• WHAT YOU HAVE TO DO:
Find out how many lines of the material contain the string "OnceLock" and give only that figure.

• SOURCE DATA:
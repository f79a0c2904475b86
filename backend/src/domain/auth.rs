//! Login credentials and plaintext password handling.
//!
//! Plaintext passwords are wrapped in [`zeroize::Zeroizing`] so the memory is
//! cleared when the value drops, and never appear in debug output.

use std::fmt;

use zeroize::Zeroizing;

use super::user::EmailAddress;

/// Minimum accepted password length.
pub const PASSWORD_MIN: usize = 6;
/// Maximum accepted password length.
pub const PASSWORD_MAX: usize = 40;

/// Validation errors raised while constructing credentials.
#[derive(Debug, Clone, PartialEq, Eq)]
pub enum CredentialsValidationError {
    InvalidEmail,
    PasswordTooShort { min: usize },
    PasswordTooLong { max: usize },
}

impl fmt::Display for CredentialsValidationError {
    fn fmt(&self, f: &mut fmt::Formatter<'_>) -> fmt::Result {
        match self {
            Self::InvalidEmail => write!(f, "email address is not valid"),
            Self::PasswordTooShort { min } => {
                write!(f, "password must be at least {min} characters")
            }
            Self::PasswordTooLong { max } => {
                write!(f, "password must be at most {max} characters")
            }
        }
    }
}

impl std::error::Error for CredentialsValidationError {}

/// A length-checked plaintext password, zeroed on drop.
pub struct RawPassword(Zeroizing<String>);

impl RawPassword {
    /// Validate and wrap a plaintext password.
    pub fn new(password: impl Into<String>) -> Result<Self, CredentialsValidationError> {
        let password = Zeroizing::new(password.into());
        let length = password.chars().count();
        if length < PASSWORD_MIN {
            return Err(CredentialsValidationError::PasswordTooShort { min: PASSWORD_MIN });
        }
        if length > PASSWORD_MAX {
            return Err(CredentialsValidationError::PasswordTooLong { max: PASSWORD_MAX });
        }
        Ok(Self(password))
    }

    /// Borrow the plaintext for hashing or verification.
    #[must_use]
    pub fn expose(&self) -> &str {
        self.0.as_str()
    }
}

impl fmt::Debug for RawPassword {
    fn fmt(&self, f: &mut fmt::Formatter<'_>) -> fmt::Result {
        f.write_str("RawPassword(***)")
    }
}

/// Email and password pair presented at login.
#[derive(Debug)]
pub struct LoginCredentials {
    email: EmailAddress,
    password: RawPassword,
}

impl LoginCredentials {
    /// Validate both parts and assemble credentials.
    pub fn try_from_parts(
        email: impl Into<String>,
        password: impl Into<String>,
    ) -> Result<Self, CredentialsValidationError> {
        let email =
            EmailAddress::new(email).map_err(|_| CredentialsValidationError::InvalidEmail)?;
        let password = RawPassword::new(password)?;
        Ok(Self { email, password })
    }

    /// The address the caller claims to own.
    #[must_use]
    pub fn email(&self) -> &EmailAddress {
        &self.email
    }

    /// The plaintext password to verify.
    #[must_use]
    pub fn password(&self) -> &RawPassword {
        &self.password
    }
}
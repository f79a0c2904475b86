//! User data model and the validated field newtypes it is built from.

use std::fmt;
use std::sync::OnceLock;

use regex::Regex;
use serde::{Deserialize, Serialize};

use super::role::Role;

/// Validation errors returned by the user field constructors.
#[derive(Debug, Clone, PartialEq, Eq)]
pub enum UserValidationError {
    EmptyName,
    NameTooLong { max: usize },
    InvalidEmail,
    InvalidPhoneNumber,
    InvalidTaxId,
}

impl fmt::Display for UserValidationError {
    fn fmt(&self, f: &mut fmt::Formatter<'_>) -> fmt::Result {
        match self {
            Self::EmptyName => write!(f, "name must not be empty"),
            Self::NameTooLong { max } => write!(f, "name must be at most {max} characters"),
            Self::InvalidEmail => write!(f, "email address is not valid"),
            Self::InvalidPhoneNumber => write!(f, "phone number must be exactly 9 digits"),
            Self::InvalidTaxId => write!(f, "tax identifier must be exactly 9 digits"),
        }
    }
}

impl std::error::Error for UserValidationError {}

/// Stable numeric user identifier assigned by the store.
#[derive(Debug, Clone, Copy, PartialEq, Eq, Hash, PartialOrd, Ord, Serialize, Deserialize)]
pub struct UserId(pub i64);

impl UserId {
    /// Access the raw identifier.
    #[must_use]
    pub fn get(self) -> i64 {
        self.0
    }
}

impl fmt::Display for UserId {
    fn fmt(&self, f: &mut fmt::Formatter<'_>) -> fmt::Result {
        write!(f, "{}", self.0)
    }
}

impl From<i64> for UserId {
    fn from(value: i64) -> Self {
        Self(value)
    }
}

/// Maximum allowed length for a first or last name.
pub const NAME_MAX: usize = 60;

/// A non-empty first or last name.
#[derive(Debug, Clone, PartialEq, Eq, Serialize, Deserialize)]
#[serde(try_from = "String", into = "String")]
pub struct PersonName(String);

impl PersonName {
    /// Validate and construct a name from owned input.
    pub fn new(name: impl Into<String>) -> Result<Self, UserValidationError> {
        let name = name.into();
        let trimmed = name.trim();
        if trimmed.is_empty() {
            return Err(UserValidationError::EmptyName);
        }
        if trimmed.chars().count() > NAME_MAX {
            return Err(UserValidationError::NameTooLong { max: NAME_MAX });
        }
        Ok(Self(trimmed.to_owned()))
    }
}

impl AsRef<str> for PersonName {
    fn as_ref(&self) -> &str {
        self.0.as_str()
    }
}

impl fmt::Display for PersonName {
    fn fmt(&self, f: &mut fmt::Formatter<'_>) -> fmt::Result {
        f.write_str(self.as_ref())
    }
}

impl From<PersonName> for String {
    fn from(value: PersonName) -> Self {
        value.0
    }
}

impl TryFrom<String> for PersonName {
    type Error = UserValidationError;

    fn try_from(value: String) -> Result<Self, Self::Error> {
        Self::new(value)
    }
}

static EMAIL_RE: OnceLock<Regex> = OnceLock::new();

fn email_regex() -> &'static Regex {
    EMAIL_RE.get_or_init(|| {
        // Mailbox shape check only; deliverability is the relay's problem.
        let pattern = r"^[^@\s]+@[^@\s]+\.[^@\s]+$";
        Regex::new(pattern)
            .unwrap_or_else(|error| panic!("email regex failed to compile: {error}"))
    })
}

/// A syntactically valid, lowercased email address.
#[derive(Debug, Clone, PartialEq, Eq, Hash, Serialize, Deserialize)]
#[serde(try_from = "String", into = "String")]
pub struct EmailAddress(String);

impl EmailAddress {
    /// Validate and construct an address from owned input.
    ///
    /// Addresses are lowercased so the store's uniqueness constraint is
    /// case-insensitive in practice.
    pub fn new(email: impl Into<String>) -> Result<Self, UserValidationError> {
        let email = email.into().trim().to_lowercase();
        if !email_regex().is_match(&email) {
            return Err(UserValidationError::InvalidEmail);
        }
        Ok(Self(email))
    }
}

impl AsRef<str> for EmailAddress {
    fn as_ref(&self) -> &str {
        self.0.as_str()
    }
}

impl fmt::Display for EmailAddress {
    fn fmt(&self, f: &mut fmt::Formatter<'_>) -> fmt::Result {
        f.write_str(self.as_ref())
    }
}

impl From<EmailAddress> for String {
    fn from(value: EmailAddress) -> Self {
        value.0
    }
}

impl TryFrom<String> for EmailAddress {
    type Error = UserValidationError;

    fn try_from(value: String) -> Result<Self, Self::Error> {
        Self::new(value)
    }
}

fn exactly_nine_digits(value: &str) -> bool {
    value.len() == 9 && value.bytes().all(|b| b.is_ascii_digit())
}

/// A nine-digit phone number.
#[derive(Debug, Clone, PartialEq, Eq, Serialize, Deserialize)]
#[serde(try_from = "String", into = "String")]
pub struct PhoneNumber(String);

impl PhoneNumber {
    /// Validate and construct a phone number from owned input.
    pub fn new(number: impl Into<String>) -> Result<Self, UserValidationError> {
        let number = number.into();
        if !exactly_nine_digits(number.trim()) {
            return Err(UserValidationError::InvalidPhoneNumber);
        }
        Ok(Self(number.trim().to_owned()))
    }
}

impl AsRef<str> for PhoneNumber {
    fn as_ref(&self) -> &str {
        self.0.as_str()
    }
}

impl From<PhoneNumber> for String {
    fn from(value: PhoneNumber) -> Self {
        value.0
    }
}

impl TryFrom<String> for PhoneNumber {
    type Error = UserValidationError;

    fn try_from(value: String) -> Result<Self, Self::Error> {
        Self::new(value)
    }
}

/// A nine-digit tax identifier.
#[derive(Debug, Clone, PartialEq, Eq, Serialize, Deserialize)]
#[serde(try_from = "String", into = "String")]
pub struct TaxId(String);

impl TaxId {
    /// Validate and construct a tax identifier from owned input.
    pub fn new(nif: impl Into<String>) -> Result<Self, UserValidationError> {
        let nif = nif.into();
        if !exactly_nine_digits(nif.trim()) {
            return Err(UserValidationError::InvalidTaxId);
        }
        Ok(Self(nif.trim().to_owned()))
    }
}

impl AsRef<str> for TaxId {
    fn as_ref(&self) -> &str {
        self.0.as_str()
    }
}

impl From<TaxId> for String {
    fn from(value: TaxId) -> Self {
        value.0
    }
}

impl TryFrom<String> for TaxId {
    type Error = UserValidationError;

    fn try_from(value: String) -> Result<Self, Self::Error> {
        Self::new(value)
    }
}

/// A registered account as the credential store holds it.
///
/// The password hash never leaves the domain; response DTOs are built from
/// the accessor methods and omit it.
#[derive(Debug, Clone, PartialEq)]
pub struct User {
    id: UserId,
    first_name: PersonName,
    last_name: PersonName,
    email: EmailAddress,
    phone_number: PhoneNumber,
    nif: TaxId,
    password_hash: String,
    role: Role,
}

impl User {
    /// Assemble a user from already-validated parts.
    #[must_use]
    pub fn new(
        id: UserId,
        first_name: PersonName,
        last_name: PersonName,
        email: EmailAddress,
        phone_number: PhoneNumber,
        nif: TaxId,
        password_hash: String,
        role: Role,
    ) -> Self {
        Self {
            id,
            first_name,
            last_name,
            email,
            phone_number,
            nif,
            password_hash,
            role,
        }
    }

    /// Stable identifier assigned by the store.
    #[must_use]
    pub fn id(&self) -> UserId {
        self.id
    }

    /// First name.
    #[must_use]
    pub fn first_name(&self) -> &PersonName {
        &self.first_name
    }

    /// Last name.
    #[must_use]
    pub fn last_name(&self) -> &PersonName {
        &self.last_name
    }

    /// Unique email address.
    #[must_use]
    pub fn email(&self) -> &EmailAddress {
        &self.email
    }

    /// Contact phone number.
    #[must_use]
    pub fn phone_number(&self) -> &PhoneNumber {
        &self.phone_number
    }

    /// Tax identifier.
    #[must_use]
    pub fn nif(&self) -> &TaxId {
        &self.nif
    }

    /// Stored password hash (PHC string).
    #[must_use]
    pub fn password_hash(&self) -> &str {
        self.password_hash.as_str()
    }

    /// Current permission level.
    #[must_use]
    pub fn role(&self) -> Role {
        self.role
    }

    /// Concatenated first and last name for display contexts.
    #[must_use]
    pub fn display_name(&self) -> String {
        format!("{} {}", self.first_name, self.last_name)
    }
}

/// A not-yet-persisted account produced by registration.
#[derive(Debug, Clone, PartialEq)]
pub struct NewUser {
    pub first_name: PersonName,
    pub last_name: PersonName,
    pub email: EmailAddress,
    pub phone_number: PhoneNumber,
    pub nif: TaxId,
    pub password_hash: String,
    pub role: Role,
}

/// Partial profile change applied to an existing account.
///
/// Absent fields are left untouched; email and role have their own dedicated
/// operations and cannot change here.
#[derive(Debug, Clone, Default, PartialEq)]
pub struct ProfileUpdate {
    pub first_name: Option<PersonName>,
    pub last_name: Option<PersonName>,
    pub phone_number: Option<PhoneNumber>,
}

impl ProfileUpdate {
    /// Whether the update carries no change at all.
    #[must_use]
    pub fn is_empty(&self) -> bool {
        self.first_name.is_none() && self.last_name.is_none() && self.phone_number.is_none()
    }
}

#[cfg(test)]
mod tests {
    use super::*;
    use rstest::rstest;

    #[rstest]
    #[case("ana@example.com")]
    #[case("ANA@Example.COM")]
    #[case("  a.b+c@sub.domain.pt ")]
    fn accepts_and_lowercases_valid_emails(#[case] raw: &str) {
        let email = EmailAddress::new(raw).expect("valid email");
        assert_eq!(email.as_ref(), raw.trim().to_lowercase());
    }

    #[rstest]
    #[case("")]
    #[case("plainaddress")]
    #[case("@no-local.pt")]
    #[case("no-domain@")]
    #[case("spaces in@example.com")]
    #[case("no-tld@example")]
    fn rejects_invalid_emails(#[case] raw: &str) {
        assert_eq!(
            EmailAddress::new(raw).expect_err("should fail"),
            UserValidationError::InvalidEmail
        );
    }

    #[rstest]
    #[case("912345678")]
    #[case(" 912345678 ")]
    fn accepts_nine_digit_phone_numbers(#[case] raw: &str) {
        let phone = PhoneNumber::new(raw).expect("valid phone");
        assert_eq!(phone.as_ref(), "912345678");
    }

    #[rstest]
    #[case("12345678")]
    #[case("1234567890")]
    #[case("91234567a")]
    #[case("")]
    fn rejects_malformed_phone_numbers(#[case] raw: &str) {
        assert_eq!(
            PhoneNumber::new(raw).expect_err("should fail"),
            UserValidationError::InvalidPhoneNumber
        );
    }

    #[rstest]
    fn rejects_malformed_tax_ids() {
        assert_eq!(
            TaxId::new("12345").expect_err("should fail"),
            UserValidationError::InvalidTaxId
        );
        assert!(TaxId::new("123456789").is_ok());
    }

    #[rstest]
    fn person_name_trims_and_bounds_input() {
        let name = PersonName::new("  Ana  ").expect("valid name");
        assert_eq!(name.as_ref(), "Ana");
        assert_eq!(
            PersonName::new("   ").expect_err("empty"),
            UserValidationError::EmptyName
        );
        let overlong = "x".repeat(NAME_MAX + 1);
        assert_eq!(
            PersonName::new(overlong).expect_err("too long"),
            UserValidationError::NameTooLong { max: NAME_MAX }
        );
    }

    #[rstest]
    fn display_name_joins_first_and_last() {
        let user = User::new(
            UserId(7),
            PersonName::new("Ana").expect("first"),
            PersonName::new("Silva").expect("last"),
            EmailAddress::new("ana@example.com").expect("email"),
            PhoneNumber::new("912345678").expect("phone"),
            TaxId::new("123456789").expect("nif"),
            "$argon2id$stub".into(),
            Role::Regular,
        );
        assert_eq!(user.display_name(), "Ana Silva");
    }

    #[rstest]
    fn profile_update_default_is_empty() {
        assert!(ProfileUpdate::default().is_empty());
        let update = ProfileUpdate {
            phone_number: Some(PhoneNumber::new("912345678").expect("phone")),
            ..ProfileUpdate::default()
        };
        assert!(!update.is_empty());
    }
}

• SOLVED EXERCISE:
2